L’élan du bonheur et le mouvement de l’angoisse, quel qu’en soit le degré – variable – du moment, sont une même vérité comme espérance et désarroi, entre lesquels l’aller-retour dans les deux sens est permanent :
« Le vent allait de l’un à l’autre ; le vent ou rien, les pans de la rude étoffe et l’avalanche des montagnes, ou rien » (7).
Le poème Chanson du velours à côtes, en effet, offre une saisissante représentation de ces pics et ces torrents à prendre d’assaut ou par lesquels être pris d’assaut (terme récurrent), dans le cheminement de l’écriture et dans la vie qu’il détermine.
Pour riche et aussi fervent qu’ait été le reste de notre promenade (une fois le bâton distraitement jeté), le souvenir ému que j’en retire reste la souveraine rencontre vécue avec l’un des aspects les plus immédiats et sensibles de la poésie de René Char, réputée d’un abord difficile, sur ce flanc de colline dominant le trou d’Apt. Le temps écoulé depuis n’a fait qu’attiser encore mon goût passionné pour ces paysages autour de Sivergues, berceau des Inventeurs (8).

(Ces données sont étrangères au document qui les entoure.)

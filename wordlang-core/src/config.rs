//! Seed corpus configuration

use crate::error::{Error, Result};
use regex::Regex;
use serde::{Deserialize, Serialize};
use std::path::{Path, PathBuf};

/// Default configuration constants
pub mod defaults {
    /// File names treated as seed corpora: uppercase letters, a dot, a digit
    pub const SEED_PATTERN: &str = r"^[A-Z]+\.\d";

    pub(crate) fn seed_pattern() -> String {
        SEED_PATTERN.to_string()
    }
}

/// Where seed corpora live and which files qualify
#[derive(Debug, Clone, PartialEq, Eq, Serialize, Deserialize)]
pub struct Config {
    /// Directory scanned for seed corpora
    pub seeds_dir: PathBuf,
    /// Regular expression a file name must match to be ingested
    #[serde(default = "defaults::seed_pattern")]
    pub seed_pattern: String,
}

impl Config {
    /// Create a configuration builder
    pub fn builder() -> ConfigBuilder {
        ConfigBuilder::default()
    }

    /// Configuration for `seeds_dir` with the default seed pattern
    pub fn new(seeds_dir: impl Into<PathBuf>) -> Result<Self> {
        Self::builder().seeds_dir(seeds_dir).build()
    }

    /// Directory scanned for seed corpora
    pub fn seeds_dir(&self) -> &Path {
        &self.seeds_dir
    }

    /// Compiled seed file name pattern
    pub fn seed_regex(&self) -> Result<Regex> {
        Regex::new(&self.seed_pattern).map_err(|e| {
            Error::Configuration(format!("invalid seed pattern {:?}: {e}", self.seed_pattern))
        })
    }

    /// Validate the configuration
    pub fn validate(&self) -> Result<()> {
        if self.seeds_dir.as_os_str().is_empty() {
            return Err(Error::Configuration("seeds_dir must not be empty".into()));
        }

        self.seed_regex()?;
        Ok(())
    }
}

/// Fluent builder for configuration
#[derive(Debug, Default)]
pub struct ConfigBuilder {
    seeds_dir: Option<PathBuf>,
    seed_pattern: Option<String>,
}

impl ConfigBuilder {
    /// Create a new configuration builder
    pub fn new() -> Self {
        Self::default()
    }

    /// Set the seed corpus directory
    pub fn seeds_dir(mut self, dir: impl Into<PathBuf>) -> Self {
        self.seeds_dir = Some(dir.into());
        self
    }

    /// Set the file name pattern for seed corpora
    pub fn seed_pattern(mut self, pattern: impl Into<String>) -> Self {
        self.seed_pattern = Some(pattern.into());
        self
    }

    /// Build the configuration
    pub fn build(self) -> Result<Config> {
        let seeds_dir = self
            .seeds_dir
            .ok_or_else(|| Error::Configuration("seeds_dir is required".into()))?;

        let config = Config {
            seeds_dir,
            seed_pattern: self.seed_pattern.unwrap_or_else(defaults::seed_pattern),
        };

        config.validate()?;
        Ok(config)
    }
}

Pour l’auteur des Matinaux toutefois, aucun foyer de localisation proprement dite de sa poésie n’est recevable : le sol où elle prend racine n’est autre que celui du monde. Fût-ce en contradiction avec un premier niveau d’apparence quand on le lit (du fait de la fréquence des noms de lieux existants), elle débouche sur une géographie tout intérieure, le paysage imaginaire enfoui en nous tous. Dedans et dehors. Comme chacun peut le faire, j’ai vu maintes fois vivre cette poésie à d’autres moments, passer dans le sang, retrouver par ce fond sa source authentique, qui est celle de l’humain. Le caractère évidemment fortuit d’une telle conjonction, je le sais depuis, n’a rien d’obscur ou de mystérieux et peut se reproduire pour toute personne en qui l’instinct n’a pas perdu sa voix à force de bâillon.
« Le poète est la partie de l’homme réfractaire aux projets calculés » (9).
Pour l’homme du parc des Névons de son enfance perdue et plus tard des Busclats, la poésie est inséparable du sensible, du concret ; un regard global sur ses engagements en témoigne. Il donne priorité au vivre plutôt qu’au dire :
« Le poète ne dit pas la vérité, il la vit » (10).
Dans un texte évoquant précisément une marche (Faire du chemin avec…) il ajoute ces mots éclairants :
« La poésie porte aussi secours à l’instinct en perdition » (11).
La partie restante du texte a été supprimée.